Healthy Skepticism Library item: 15423
Warning: This library includes all items relevant to health product marketing that we are aware of regardless of quality. Often we do not agree with all or part of the contents.
 
Publication type: news
Rubenstein S.
Johns Hopkins Bans Free Drug Samples, Gifts from Industry
The Wall Street Journal Blog 2009 Apr 8
http://blogs.wsj.com/health/2009/04/08/johns-hopkins-bans-free-drug-samples-gifts-from-industry/
Full text:
Johns Hopkins is the latest big name in health care to try to restrict doctors’ ties to the drug and device industries. Its new policy “on interaction with industry” bans free drug samples and says doctors can’t participate in consulting gigs in which they’re essentially paid for not doing anything.

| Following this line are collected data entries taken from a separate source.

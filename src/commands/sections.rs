use std::path::Path;

use anyhow::{Result, bail};
use tracing::{info, warn};

use crate::catalog;
use crate::cli::{SectionsArgs, WorkPaths};
use crate::matcher::match_indices;
use crate::model::{Section, SectionRow};
use crate::segmenter::build_sections;
use crate::title::extract_chapter_title;
use crate::util::{ensure_directory, read_lines, write_json_pretty};

pub fn run(args: SectionsArgs) -> Result<()> {
    let paths = WorkPaths::for_work_dir(&args.work_dir);
    let chapters_dir = args.chapters_dir.unwrap_or(paths.chapters_dir);
    let toc_dir = args.toc_dir.unwrap_or(paths.toc_dir);
    let sections_dir = args.sections_dir.unwrap_or(paths.sections_dir);

    let outcome = build(
        &chapters_dir,
        &toc_dir,
        &sections_dir,
        args.min_gap,
        args.uppercase_ratio,
    )?;
    info!(
        files_written = outcome.files_written,
        sections_total = outcome.sections_total,
        chapters_skipped = outcome.chapters_skipped,
        "sections completed"
    );
    Ok(())
}

pub(crate) struct SectionsOutcome {
    pub files_written: usize,
    pub sections_total: usize,
    pub chapters_skipped: usize,
    pub warnings: Vec<String>,
}

/// Aligns each chapter's TOC slice against its body text and writes the
/// per-chapter section rows as pretty-printed JSON.
///
/// A chapter without a TOC slice is reported and skipped; a failing read or
/// write skips that one chapter too. The command fails only when no chapter
/// produced an artifact.
pub(crate) fn build(
    chapters_dir: &Path,
    toc_dir: &Path,
    sections_dir: &Path,
    min_gap: usize,
    uppercase_threshold: f64,
) -> Result<SectionsOutcome> {
    let chapters = catalog::collect_chapters(chapters_dir)?;
    if chapters.is_empty() {
        bail!("no chapter text files found in {}", chapters_dir.display());
    }

    let lookup = catalog::toc_lookup(toc_dir)?;
    ensure_directory(sections_dir)?;

    let mut files_written = 0usize;
    let mut sections_total = 0usize;
    let mut chapters_skipped = 0usize;
    let mut warnings = Vec::new();

    for chapter in &chapters {
        let file_name = chapter
            .file
            .file_name()
            .and_then(|value| value.to_str())
            .unwrap_or_default();
        let chapter_title = extract_chapter_title(file_name);

        let Some(toc_path) = lookup.get(&chapter_title).and_then(|paths| paths.first()) else {
            warn!(chapter = %chapter_title, "no TOC slice found for chapter");
            chapters_skipped += 1;
            continue;
        };

        let loaded = read_lines(toc_path).and_then(|toc_lines| {
            let body_lines = read_lines(&chapter.file)?;
            Ok((toc_lines, body_lines))
        });
        let (toc_lines, body_lines) = match loaded {
            Ok(pair) => pair,
            Err(error) => {
                warn!(chapter = %chapter_title, error = %format!("{error:#}"), "skipping chapter");
                warnings.push(format!("chapter '{chapter_title}' skipped: {error:#}"));
                chapters_skipped += 1;
                continue;
            }
        };
        if body_lines.is_empty() {
            warn!(chapter = %chapter_title, "chapter body is empty");
            chapters_skipped += 1;
            continue;
        }

        let matches = match_indices(&toc_lines, &body_lines, &chapter_title, uppercase_threshold);
        let sections = build_sections(&matches, body_lines.len(), min_gap);
        let rows = make_rows(&sections, &body_lines);

        let stem = chapter
            .file
            .file_stem()
            .and_then(|value| value.to_str())
            .unwrap_or(&chapter.key);
        let out_path = sections_dir.join(format!("{stem}.json"));

        match write_json_pretty(&out_path, &rows) {
            Ok(()) => {
                info!(segments = rows.len(), path = %out_path.display(), "wrote section rows");
                sections_total += rows.len();
                files_written += 1;
            }
            Err(error) => {
                warn!(chapter = %chapter_title, error = %format!("{error:#}"), "section rows not written");
                warnings.push(format!("chapter '{chapter_title}' not written: {error:#}"));
                chapters_skipped += 1;
            }
        }
    }

    if files_written == 0 {
        bail!("no section artifacts could be written to {}", sections_dir.display());
    }

    Ok(SectionsOutcome {
        files_written,
        sections_total,
        chapters_skipped,
        warnings,
    })
}

/// Converts sections into serializable rows. The introduction keeps its
/// fixed name; matched sections are numbered `subsection1..N` per chapter.
pub(crate) fn make_rows(sections: &[Section], lines: &[String]) -> Vec<SectionRow> {
    let mut rows = Vec::with_capacity(sections.len());
    let mut subsection_number = 1usize;

    for section in sections {
        let title = match section.toc_index {
            None => "introduction".to_string(),
            Some(_) => {
                let numbered = format!("subsection{subsection_number}");
                subsection_number += 1;
                numbered
            }
        };

        let content = lines[section.start_line..=section.end_line].join("\n");
        rows.push(SectionRow {
            title,
            startline: section.start_line,
            endline: section.end_line,
            content: content.trim().to_string(),
        });
    }
    rows
}

#[cfg(test)]
mod tests {
    use std::fs;

    use tempfile::TempDir;

    use super::*;

    fn lines(items: &[&str]) -> Vec<String> {
        items.iter().map(|item| item.to_string()).collect()
    }

    fn section(start_line: usize, end_line: usize, toc_index: Option<usize>) -> Section {
        Section {
            start_line,
            end_line,
            toc_index,
        }
    }

    #[test]
    fn rows_number_subsections_and_trim_content() {
        let body = lines(&["", "intro line", "First Topic", "text", "Second Topic", "more"]);
        let sections = vec![
            section(0, 1, None),
            section(2, 3, Some(0)),
            section(4, 5, Some(2)),
        ];

        let rows = make_rows(&sections, &body);
        assert_eq!(rows.len(), 3);
        assert_eq!(rows[0].title, "introduction");
        assert_eq!(rows[0].content, "intro line");
        assert_eq!(rows[1].title, "subsection1");
        assert_eq!((rows[1].startline, rows[1].endline), (2, 3));
        assert_eq!(rows[2].title, "subsection2");
        assert_eq!(rows[2].content, "Second Topic\nmore");
    }

    #[test]
    fn whole_chapter_without_matches_is_one_introduction_row() {
        let body = lines(&["a", "b", "c"]);
        let rows = make_rows(&[section(0, 2, None)], &body);
        assert_eq!(rows.len(), 1);
        assert_eq!(rows[0].title, "introduction");
        assert_eq!((rows[0].startline, rows[0].endline), (0, 2));
    }

    #[test]
    fn chapters_without_slices_are_skipped_not_fatal() {
        let work = TempDir::new().unwrap();
        let chapters_dir = work.path().join("chapters");
        let toc_dir = work.path().join("toc_sections");
        let sections_dir = work.path().join("sections");
        fs::create_dir_all(&chapters_dir).unwrap();
        fs::create_dir_all(&toc_dir).unwrap();

        fs::write(
            chapters_dir.join("01_Strategy.txt"),
            "intro text\nmore intro\nDucks in flight\nduck body text\n",
        )
        .unwrap();
        fs::write(chapters_dir.join("02_Observer.txt"), "body\n").unwrap();
        fs::write(toc_dir.join("01_Strategy.txt"), "Ducks in flight\n").unwrap();

        let outcome = build(&chapters_dir, &toc_dir, &sections_dir, 1, 0.6).unwrap();
        assert_eq!(outcome.files_written, 1);
        assert_eq!(outcome.chapters_skipped, 1);

        let raw = fs::read_to_string(sections_dir.join("01_Strategy.json")).unwrap();
        let rows: Vec<SectionRow> = serde_json::from_str(&raw).unwrap();
        assert_eq!(rows.len(), 2);
        assert_eq!(rows[0].title, "introduction");
        assert_eq!((rows[0].startline, rows[0].endline), (0, 1));
        assert_eq!(rows[1].title, "subsection1");
        assert_eq!((rows[1].startline, rows[1].endline), (2, 3));
    }
}
use std::fs::{self, File};
use std::io::{Read, Write};
use std::path::Path;

use anyhow::{Context, Result};
use chrono::{DateTime, SecondsFormat, Utc};
use serde::Serialize;
use sha2::{Digest, Sha256};

pub fn now_utc_string() -> String {
    Utc::now().to_rfc3339_opts(SecondsFormat::Secs, true)
}

pub fn utc_compact_string(ts: DateTime<Utc>) -> String {
    ts.format("%Y%m%dT%H%M%SZ").to_string()
}

pub fn ensure_directory(path: &Path) -> Result<()> {
    fs::create_dir_all(path)
        .with_context(|| format!("failed to create directory: {}", path.display()))
}

pub fn sha256_file(path: &Path) -> Result<String> {
    let mut file = File::open(path)
        .with_context(|| format!("failed to open file for hashing: {}", path.display()))?;

    let mut hasher = Sha256::new();
    let mut buf = [0_u8; 8192];

    loop {
        let count = file
            .read(&mut buf)
            .with_context(|| format!("failed to read file for hashing: {}", path.display()))?;
        if count == 0 {
            break;
        }
        hasher.update(&buf[..count]);
    }

    Ok(format!("{:x}", hasher.finalize()))
}

pub fn read_lines(path: &Path) -> Result<Vec<String>> {
    let raw =
        fs::read_to_string(path).with_context(|| format!("failed to read {}", path.display()))?;
    Ok(raw.lines().map(ToOwned::to_owned).collect())
}

pub fn write_json_pretty<T: Serialize>(path: &Path, value: &T) -> Result<()> {
    if let Some(parent) = path.parent() {
        ensure_directory(parent)?;
    }

    let data = serde_json::to_vec_pretty(value)
        .with_context(|| format!("failed to serialize json: {}", path.display()))?;

    let mut file = File::create(path)
        .with_context(|| format!("failed to create json file: {}", path.display()))?;
    file.write_all(&data)
        .with_context(|| format!("failed to write json file: {}", path.display()))?;
    file.write_all(b"\n")
        .with_context(|| format!("failed to finalize json file: {}", path.display()))?;

    Ok(())
}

The policy, which applies to Hopkins’s medical school, hospitals and clinics, also prohibits gifts, entertainment or food – regardless of value – from drug and medical device companies. It bars drug and device sales reps from patient-care areas, and says they’re only allowed in other areas when invited by doctors or other staff. Donations from industry will have to be given to Hopkins itself rather than individual doctors. You can read the rest of the policy.
“One of the main thrusts of this whole policy is to try to remove the marketing component of academic-industry relations from the equation,” Julie Gottlieb, assistant dean for policy coordination at the medical school, tells the Health Blog.
For instance, Gottlieb says Hopkins is banning free samples so that no “sense of reciprocity” is built between sales reps and doctors. The broad concern, she says, is that samples drive doctors to prescribe higher-cost drugs, and don’t necessarily get to needy patients. Hopkins decided to ban them altogether rather than go the route of allowing samples to be given to a central location from which they’re distributed. There will be some exceptions, such as allowing use of samples without a company names on them to teach patients how to use inhalers.
As for consulting relationships, the policy says that paid gigs “without commensurate associated duties are considered gifts and are prohibited.” Gottlieb tells us that part makes existing policy more explicit. Hopkins doesn’t believe it has a problem with what Gottlieb dubbed “sham” consulting arrangements, but they’ve been a subject of concern around the country, she says.